The Ideal Climate Keeps Industry Safe
What is truly frightening about global warming is not the prospect of temperatures rising, but the zeal with which so many seem ready to beat down human industry in response to a hypothetical idea. 1.
What is truly frightening about global warming is not the prospect of temperatures rising, but the zeal with which so many seem ready to beat down human industry in response to a hypothetical idea.
1. No one knows if the earth is growing noticeably warmer. Accurate temperature records cover only a small number of years, and even those data are inconsistent. Global surface temperatures have gone down for the past 2 years (U.S. National Ocean & Atmospheric Administration).

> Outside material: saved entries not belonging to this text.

//! Shutdown coordination.

use std::future::Future;
use tokio::sync::broadcast;

/// Broadcasts a single shutdown event to the HTTP server and any
/// background task.
pub struct Shutdown {
    tx: broadcast::Sender<()>,
}

impl Shutdown {
    pub fn new() -> Self {
        let (tx, _) = broadcast::channel(1);
        Self { tx }
    }

    /// A future resolving once shutdown is triggered. Subscribes immediately,
    /// so a trigger after this call is never missed.
    pub fn signalled(&self) -> impl Future<Output = ()> + Send + 'static {
        let mut rx = self.tx.subscribe();
        async move {
            let _ = rx.recv().await;
        }
    }

    /// Trigger shutdown. Listeners subscribed later are not woken.
    pub fn trigger(&self) {
        tracing::info!(listeners = self.tx.receiver_count(), "Shutting down");
        let _ = self.tx.send(());
    }

    /// Trigger once an OS signal arrives.
    pub async fn trigger_on_signal(&self) {
        crate::lifecycle::signals::shutdown_signal().await;
        self.trigger();
    }
}

impl Default for Shutdown {
    fn default() -> Self {
        Self::new()
    }
}

#[cfg(test)]
mod tests {
    use super::*;
    use std::time::Duration;

    #[tokio::test]
    async fn test_listeners_resolve_on_trigger() {
        let shutdown = Shutdown::new();
        let a = shutdown.signalled();
        let b = shutdown.signalled();

        shutdown.trigger();
        tokio::time::timeout(Duration::from_secs(1), async {
            a.await;
            b.await;
        })
        .await
        .unwrap();
    }

    #[tokio::test]
    async fn test_trigger_twice_still_resolves() {
        let shutdown = Shutdown::default();
        let listener = shutdown.signalled();

        shutdown.trigger();
        shutdown.trigger();
        tokio::time::timeout(Duration::from_secs(1), listener).await.unwrap();
    }

    #[tokio::test]
    async fn test_pending_without_trigger() {
        let shutdown = Shutdown::new();
        let listener = shutdown.signalled();
        assert!(tokio::time::timeout(Duration::from_millis(50), listener).await.is_err());
    }
}
//! Mint workflow.
//!
//! # Data Flow
//! ```text
//! connect     → WalletProvider::request_permissions → Session
//! load        → ChainRpc::balance / contract_script → Session, ContractView
//! mint(n)     → MintRequest (records + price) → WalletProvider::send_operations
//!             → ChainRpc::wait_for_confirmation → reload
//! disconnect  → WalletProvider::clear_active_account → reload
//! ```

pub mod client;
pub mod request;
pub mod session;

use thiserror::Error;

use crate::blockchain::types::TezosError;
use crate::contract::ContractError;
use crate::wallet::provider::WalletError;

pub use client::{MintClient, MintReceipt, MintSettings, PageState, RETRY_NOTICE};
pub use request::{total_price, MintRequest};
pub use session::Session;

/// Errors raised by the mint workflow.
#[derive(Debug, Error)]
pub enum MintError {
    #[error(transparent)]
    Wallet(#[from] WalletError),

    #[error(transparent)]
    Chain(#[from] TezosError),

    #[error(transparent)]
    Contract(#[from] ContractError),

    #[error("No wallet connected")]
    NotConnected,

    #[error("Contract storage not loaded")]
    ContractNotLoaded,

    #[error("Purchase quantity must be at least 1")]
    ZeroQuantity,

    #[error("Cannot purchase {requested} tokens, at most {max} per transaction")]
    ExceedsMaxPurchase { requested: u64, max: u64 },

    #[error("Minting {requested} tokens would exceed max supply ({minted}/{max_supply} minted)")]
    ExceedsMaxSupply {
        requested: u64,
        minted: u64,
        max_supply: u64,
    },

    #[error("Minting is paused")]
    Paused,

    #[error("Price of {quantity} tokens overflows")]
    PriceOverflow { quantity: u64 },

    #[error("A mint is already in progress")]
    InFlight,

    #[error("Mint task aborted: {0}")]
    Aborted(String),
}

impl MintError {
    /// Whether the request was refused before anything was sent.
    pub fn is_rejected_locally(&self) -> bool {
        matches!(
            self,
            MintError::NotConnected
                | MintError::ContractNotLoaded
                | MintError::ZeroQuantity
                | MintError::ExceedsMaxPurchase { .. }
                | MintError::ExceedsMaxSupply { .. }
                | MintError::Paused
                | MintError::PriceOverflow { .. }
        )
    }
}

/// Result type for the mint workflow.
pub type MintResult<T> = Result<T, MintError>;
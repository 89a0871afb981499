//! Metrics collection and exposition.
//!
//! # Metrics
//! - `mint_attempts_total` (counter): mint submissions by outcome
//! - `mint_tokens_total` (counter): tokens minted
//! - `tezos_rpc_requests_total` (counter): node calls by endpoint, outcome
//! - `tezos_node_healthy` (gauge): 1=healthy, 0=unhealthy
//! - `http_requests_total` (counter): requests by method, route, status
//! - `http_request_duration_seconds` (histogram): latency distribution
//!
//! Without an installed recorder every call here is a no-op.

use metrics::{counter, gauge, histogram};
use metrics_exporter_prometheus::PrometheusBuilder;
use std::net::SocketAddr;
use std::time::Instant;

/// Start the Prometheus scrape endpoint on `addr`.
pub fn init_metrics(addr: SocketAddr) {
    match PrometheusBuilder::new().with_http_listener(addr).install() {
        Ok(()) => tracing::info!(address = %addr, "Metrics endpoint listening"),
        Err(e) => tracing::error!(address = %addr, error = %e, "Failed to install metrics exporter"),
    }
}

/// Record one Tezos node call.
pub fn record_rpc(endpoint: &'static str, outcome: &'static str) {
    counter!("tezos_rpc_requests_total", "endpoint" => endpoint, "outcome" => outcome).increment(1);
}

pub fn record_node_health(healthy: bool) {
    gauge!("tezos_node_healthy").set(if healthy { 1.0 } else { 0.0 });
}

/// Record a mint attempt; `tokens` is zero unless it succeeded.
pub fn record_mint(outcome: &'static str, tokens: u64) {
    counter!("mint_attempts_total", "outcome" => outcome).increment(1);
    if tokens > 0 {
        counter!("mint_tokens_total").increment(tokens);
    }
}

/// Record a served HTTP request.
pub fn record_request(method: &str, route: &str, status: u16, start: Instant) {
    let status = status.to_string();
    counter!(
        "http_requests_total",
        "method" => method.to_string(),
        "route" => route.to_string(),
        "status" => status.clone()
    )
    .increment(1);
    histogram!(
        "http_request_duration_seconds",
        "method" => method.to_string(),
        "route" => route.to_string(),
        "status" => status
    )
    .record(start.elapsed().as_secs_f64());
}
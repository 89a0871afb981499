//! Lifecycle management subsystem.
//!
//! # Data Flow
//! ```text
//! Startup (startup.rs):
//!     Config → Node client → Wallet → Mint client → initial load
//!
//! Shutdown (shutdown.rs):
//!     Signal received → Stop accepting → Drain requests → Exit
//!
//! Signals (signals.rs):
//!     SIGTERM/SIGINT → Trigger graceful shutdown
//! ```

pub mod shutdown;
pub mod signals;
pub mod startup;

pub use shutdown::Shutdown;
pub use signals::shutdown_signal;
pub use startup::{bootstrap, StartupError};
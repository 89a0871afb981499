//! Configuration validation.
//!
//! # Responsibilities
//! - Semantic validation (serde handles syntactic)
//! - Validate value ranges (timeouts > 0, addresses parse)
//! - Check address prefixes for the contract and account
//!
//! Returns all validation errors, not just the first.

use std::fmt;
use std::net::SocketAddr;

use crate::blockchain::client::parse_base_url;
use crate::blockchain::types::Network;
use crate::config::schema::MintConfig;

/// A single semantic problem in the configuration.
#[derive(Debug, Clone, PartialEq, Eq)]
pub struct ValidationError {
    pub field: &'static str,
    pub message: String,
}

impl ValidationError {
    fn new(field: &'static str, message: impl Into<String>) -> Self {
        Self {
            field,
            message: message.into(),
        }
    }
}

impl fmt::Display for ValidationError {
    fn fmt(&self, f: &mut fmt::Formatter<'_>) -> fmt::Result {
        write!(f, "{}: {}", self.field, self.message)
    }
}

/// Validate a parsed configuration.
pub fn validate_config(config: &MintConfig) -> Result<(), Vec<ValidationError>> {
    let mut errors = Vec::new();

    if config.server.bind_address.parse::<SocketAddr>().is_err() {
        errors.push(ValidationError::new(
            "server.bind_address",
            format!("'{}' is not a socket address", config.server.bind_address),
        ));
    }
    if config.server.request_timeout_secs == 0 {
        errors.push(ValidationError::new("server.request_timeout_secs", "must be > 0"));
    }

    let network = &config.network;
    if parse_base_url(&network.rpc_url).is_err() {
        errors.push(ValidationError::new(
            "network.rpc_url",
            format!("'{}' is not a URL", network.rpc_url),
        ));
    }
    for url in &network.failover_urls {
        if parse_base_url(url).is_err() {
            errors.push(ValidationError::new(
                "network.failover_urls",
                format!("'{}' is not a URL", url),
            ));
        }
    }
    if network.network == Network::Custom && network.chain_id.is_none() {
        errors.push(ValidationError::new(
            "network.chain_id",
            "required when network is 'custom'",
        ));
    }
    if network.rpc_timeout_secs == 0 {
        errors.push(ValidationError::new("network.rpc_timeout_secs", "must be > 0"));
    }
    if network.confirmation_blocks == 0 {
        errors.push(ValidationError::new("network.confirmation_blocks", "must be > 0"));
    }
    if network.confirmation_timeout_secs == 0 {
        errors.push(ValidationError::new(
            "network.confirmation_timeout_secs",
            "must be > 0",
        ));
    }
    if network.confirmation_poll_ms == 0 {
        errors.push(ValidationError::new("network.confirmation_poll_ms", "must be > 0"));
    }

    if !config.contract.address.starts_with("KT1") {
        errors.push(ValidationError::new(
            "contract.address",
            format!("'{}' is not an originated contract address", config.contract.address),
        ));
    }
    if config.contract.token.name_prefix.is_empty() {
        errors.push(ValidationError::new("contract.token.name_prefix", "must not be empty"));
    }

    let wallet = &config.wallet;
    if parse_base_url(&wallet.signer_url).is_err() {
        errors.push(ValidationError::new(
            "wallet.signer_url",
            format!("'{}' is not a URL", wallet.signer_url),
        ));
    }
    if let Some(pkh) = &wallet.pkh {
        if !["tz1", "tz2", "tz3"].iter().any(|p| pkh.starts_with(p)) {
            errors.push(ValidationError::new(
                "wallet.pkh",
                format!("'{}' is not an implicit account address", pkh),
            ));
        }
    }
    if wallet.signer_timeout_secs == 0 {
        errors.push(ValidationError::new("wallet.signer_timeout_secs", "must be > 0"));
    }

    if config.observability.metrics_enabled
        && config.observability.metrics_address.parse::<SocketAddr>().is_err()
    {
        errors.push(ValidationError::new(
            "observability.metrics_address",
            format!("'{}' is not a socket address", config.observability.metrics_address),
        ));
    }

    if errors.is_empty() {
        Ok(())
    } else {
        Err(errors)
    }
}
//! Wallet subsystem.
//!
//! # Data Flow
//! ```text
//! MintClient
//!     → provider.rs (WalletProvider: permissions, active account, submit)
//!     → signer.rs (remote signer: public key, sign watermarked bytes)
//!     → store.rs (authorized account persisted across restarts)
//! ```

pub mod provider;
pub mod signer;
pub mod store;

pub use provider::{AccountInfo, WalletError, WalletProvider, WalletResult};
pub use signer::RemoteSignerWallet;
pub use store::SessionStore;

2. No one knows if humans play a noticeable role. Temperature has been in flux since long before industry began. An ice age of 20,000 years ago sent glaciers into my own home state. Changes in sun output, a wobble in the earth's orbit and natural atmospheric change probably contribute to that flux, and all those effects are still ongoing.
3. No one knows if a warmer earth is good or bad. The global warming after the last ice age was good (most would say), and if there is global warming today, that may also be good. A warmer, wetter world may make more land area fertile, for example.
4. No one knows where technology will take us. Let's assume global warming is happening, is bad and is our fault. Even then, crippling industry would be an absurd response.
No institution serves the environment—the human environment—better than commercial industry. Around the globe, products of industry extend and improve human life and expand the reach of the imagination. They also spur technology by providing comfort and capital to the innovators in our midst.
And that technology is reducing greenhouse emissions. We don't know if we should fear these emissions, but we're reducing them anyway. Ranked in terms of emissions per unit of GDP, three technologically advanced nations are the world's cleanest: the United States, Germany and Japan. Technology makes it possible to serve human progress and address even speculative worries at the same time.
At issue is what world we want to leave our children. We could shackle them, limiting their progress because we fear they'll be incompetent to face a possible consequence of their development.
Or we could let them grow. We could leave future generations free to become stronger than we are and achieve more than we can imagine, and all the while trust them to do what humans have always done: fix those problems—real problems—they encounter along the way.